An SQL injection vulnerability exists in the delete() function of application/Admin/Controller/SlideController.class.php in ThinkCMF X2.2.2. The $_POST['ids'] parameter is converted to a string using implode() and then directly spliced into the WHERE clause without proper sanitization, allowing an attacker to inject arbitrary SQL statements [1]. The vulnerability is exploitable only by users with manager privileges.

Exploitation

An attacker with manager privileges sends a POST request to the /index.php?g=Admin&m=slide&a=delete endpoint with a crafted ids[] parameter. By appending malicious SQL payloads to the array values, such as ids[]=0 and updatexml(1, concat(0x7e,user(),0x7e),1), the attacker can trigger the injection [1]. No additional user interaction is required.

Impact

Successful exploitation allows the attacker to execute arbitrary SQL commands on the database.

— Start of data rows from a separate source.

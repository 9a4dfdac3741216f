//! Watertight relief solids from height fields.
//!
//! This crate samples a [`HeightField`](relief_height::HeightField) on a
//! regular grid and closes the resulting open surface into a printable
//! solid:
//!
//! - [`SurfaceGrid`] - an `R x R'` vertex grid sized by the image aspect
//! - [`BoundaryChains`] - the four perimeter chains of the grid
//! - [`extrude_solid`] - side walls down to the base plane plus a fan cap
//! - [`validate_solid`] - watertight, manifold and winding checks
//! - [`SolidBuilder`] - fluent API over all of the above
//!
//! # Layer 0 Crate
//!
//! This crate has no GUI or I/O dependencies. It can be used in:
//! - CLI tools
//! - Web applications (WASM)
//! - Servers
//!
//! # Face Count
//!
//! For a `c x r` grid the solid has `2(c-1)(r-1)` surface triangles,
//! `4(c-1) + 4(r-1)` wall triangles and `2(c-1) + 2(r-1)` cap triangles.

// Safety: Deny unwrap/expect in library code. Tests may use them (workspace warns).
#![cfg_attr(not(test), deny(clippy::unwrap_used, clippy::expect_used))]
#![warn(missing_docs)]
#![warn(clippy::all)]
#![warn(clippy::pedantic)]

mod boundary;
mod builder;
mod error;
mod extrude;
mod params;
mod surface;
mod validation;

pub use boundary::BoundaryChains;
pub use builder::{SolidBuildResult, SolidBuilder};
pub use error::{SolidError, SolidResult};
pub use extrude::{ExtrusionStats, extrude_solid};
pub use params::{ExtrusionParams, SurfaceParams};
pub use surface::SurfaceGrid;
pub use validation::{SolidValidation, validate_solid};
//! Error types for the core relief types.

use thiserror::Error;

/// Result type for core type construction and editing.
pub type TypesResult<T> = Result<T, TypesError>;

/// Errors raised when building or editing core values.
#[derive(Debug, Error, Clone, PartialEq)]
pub enum TypesError {
    /// Pixel buffer length does not match `width * height * 4`.
    #[error("pixel buffer of {width}x{height} needs {expected} bytes, got {got}")]
    PixelBufferSize {
        /// Image width in pixels.
        width: u32,
        /// Image height in pixels.
        height: u32,
        /// Expected byte count.
        expected: usize,
        /// Actual byte count.
        got: usize,
    },

    /// A color string is not of the form `#RRGGBB`.
    #[error("invalid color '{value}': expected #RRGGBB")]
    InvalidColor {
        /// The rejected input.
        value: String,
    },

    /// Layer stack length is outside the supported range.
    #[error("layer stack must hold {min} to {max} layers, got {got}")]
    LayerCount {
        /// Minimum number of layers.
        min: usize,
        /// Maximum number of layers.
        max: usize,
        /// Requested number of layers.
        got: usize,
    },

    /// Layer height fractions violate the stack ordering.
    #[error("invalid layer stack: {message}")]
    InvalidStack {
        /// What went wrong.
        message: String,
    },

    /// A layer edit referenced an index that does not exist.
    #[error("layer index {index} out of range for a stack of {len}")]
    IndexOutOfRange {
        /// Offending index.
        index: usize,
        /// Stack length.
        len: usize,
    },
}

impl TypesError {
    /// Create an `InvalidStack` error with the given message.
    #[must_use]
    pub fn invalid_stack(message: impl Into<String>) -> Self {
        Self::InvalidStack {
            message: message.into(),
        }
    }

    /// Create an `InvalidColor` error for the given input.
    #[must_use]
    pub fn invalid_color(value: impl Into<String>) -> Self {
        Self::InvalidColor {
            value: value.into(),
        }
    }
}
//! Parameters for palette extraction.

use relief_types::{MAX_LAYERS, MIN_LAYERS};

#[cfg(feature = "serde")]
use serde::{Deserialize, Serialize};

/// Parameters for dominant-color extraction.
#[derive(Debug, Clone, PartialEq)]
#[cfg_attr(feature = "serde", derive(Serialize, Deserialize))]
pub struct PaletteParams {
    /// Number of layer colors to produce, clamped to [2, 15]. Default: 5
    pub color_count: usize,

    /// Buckets per RGB channel when building the histogram. Default: 64
    pub quantize_levels: u32,

    /// Weight of the normalized RGB distance term. Default: 0.3
    pub rgb_weight: f64,

    /// Weight of the HSL distance term. Default: 0.7
    pub hsl_weight: f64,

    /// Weight of the hue difference inside the HSL term. Default: 15.0
    pub hue_weight: f64,

    /// Weight of the saturation difference inside the HSL term. Default: 5.0
    pub saturation_weight: f64,

    /// Weight of the lightness difference inside the HSL term. Default: 4.0
    pub lightness_weight: f64,

    /// Samples closer than this are merged. Default: 0.15
    pub similarity_threshold: f64,

    /// Buckets holding at most this share of opaque pixels are dropped as
    /// noise. Default: 0.001
    pub noise_fraction: f64,

    /// Minimum saturation for a sample to compete for a middle slot.
    /// Default: 0.1
    pub min_candidate_saturation: f64,

    /// Build the histogram in parallel. The result does not depend on it.
    /// Default: true
    pub parallel: bool,
}

impl Default for PaletteParams {
    fn default() -> Self {
        Self {
            color_count: 5,
            quantize_levels: 64,
            rgb_weight: 0.3,
            hsl_weight: 0.7,
            hue_weight: 15.0,
            saturation_weight: 5.0,
            lightness_weight: 4.0,
            similarity_threshold: 0.15,
            noise_fraction: 0.001,
            min_candidate_saturation: 0.1,
            parallel: true,
        }
    }
}

impl PaletteParams {
    /// Create params for `count` colors, clamped to the valid stack size.
    #[must_use]
    pub fn with_color_count(count: usize) -> Self {
        Self::default().color_count(count)
    }

    /// Finer buckets and a tighter merge radius, keeping more subtle hues.
    #[must_use]
    pub fn fine() -> Self {
        Self {
            quantize_levels: 128,
            similarity_threshold: 0.1,
            ..Default::default()
        }
    }

    /// Coarse buckets for quick previews of large photos.
    #[must_use]
    pub fn coarse() -> Self {
        Self {
            quantize_levels: 32,
            similarity_threshold: 0.2,
            ..Default::default()
        }
    }

    /// Set the color count, clamped to [2, 15].
    #[must_use]
    pub fn color_count(mut self, count: usize) -> Self {
        self.color_count = count.clamp(MIN_LAYERS, MAX_LAYERS);
        self
    }

    /// Set the merge threshold.
    #[must_use]
    pub const fn with_similarity_threshold(mut self, threshold: f64) -> Self {
        self.similarity_threshold = threshold;
        self
    }

    /// Set the per-channel quantization levels, clamped to [2, 256].
    #[must_use]
    pub fn with_quantize_levels(mut self, levels: u32) -> Self {
        self.quantize_levels = levels.clamp(2, 256);
        self
    }

    /// Disable parallel histogram accumulation.
    #[must_use]
    pub const fn sequential(mut self) -> Self {
        self.parallel = false;
        self
    }

    /// Color count after clamping, for params built by struct literal.
    #[must_use]
    pub fn effective_color_count(&self) -> usize {
        self.color_count.clamp(MIN_LAYERS, MAX_LAYERS)
    }
}

#[cfg(test)]
mod tests {
    use super::*;

    #[test]
    fn test_default_params() {
        let params = PaletteParams::default();
        assert_eq!(params.color_count, 5);
        assert_eq!(params.quantize_levels, 64);
        assert!((params.similarity_threshold - 0.15).abs() < 1e-12);
        assert!(params.parallel);
    }

    #[test]
    fn test_color_count_clamping() {
        assert_eq!(PaletteParams::with_color_count(1).color_count, 2);
        assert_eq!(PaletteParams::with_color_count(40).color_count, 15);
        assert_eq!(PaletteParams::with_color_count(7).color_count, 7);

        let raw = PaletteParams {
            color_count: 0,
            ..Default::default()
        };
        assert_eq!(raw.effective_color_count(), 2);
    }

    #[test]
    fn test_presets() {
        assert_eq!(PaletteParams::fine().quantize_levels, 128);
        assert_eq!(PaletteParams::coarse().quantize_levels, 32);
        assert!(!PaletteParams::default().sequential().parallel);
        assert_eq!(
            PaletteParams::default().with_quantize_levels(1000).quantize_levels,
            256
        );
    }
}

This can lead to disclosure of sensitive information (e.g., user credentials, configuration data) and potential modification or deletion of data, all under the context of the database user [1]. The manager privilege requirement limits the attack surface to authenticated users.

Mitigation

No official patch has been released for this vulnerability as of the disclosure date [1]. Users should consider upgrading to a newer version of ThinkCMF if available, or apply input validation and parameterized queries to the affected code manually. Until fixed, restrict manager privileges to trusted users only.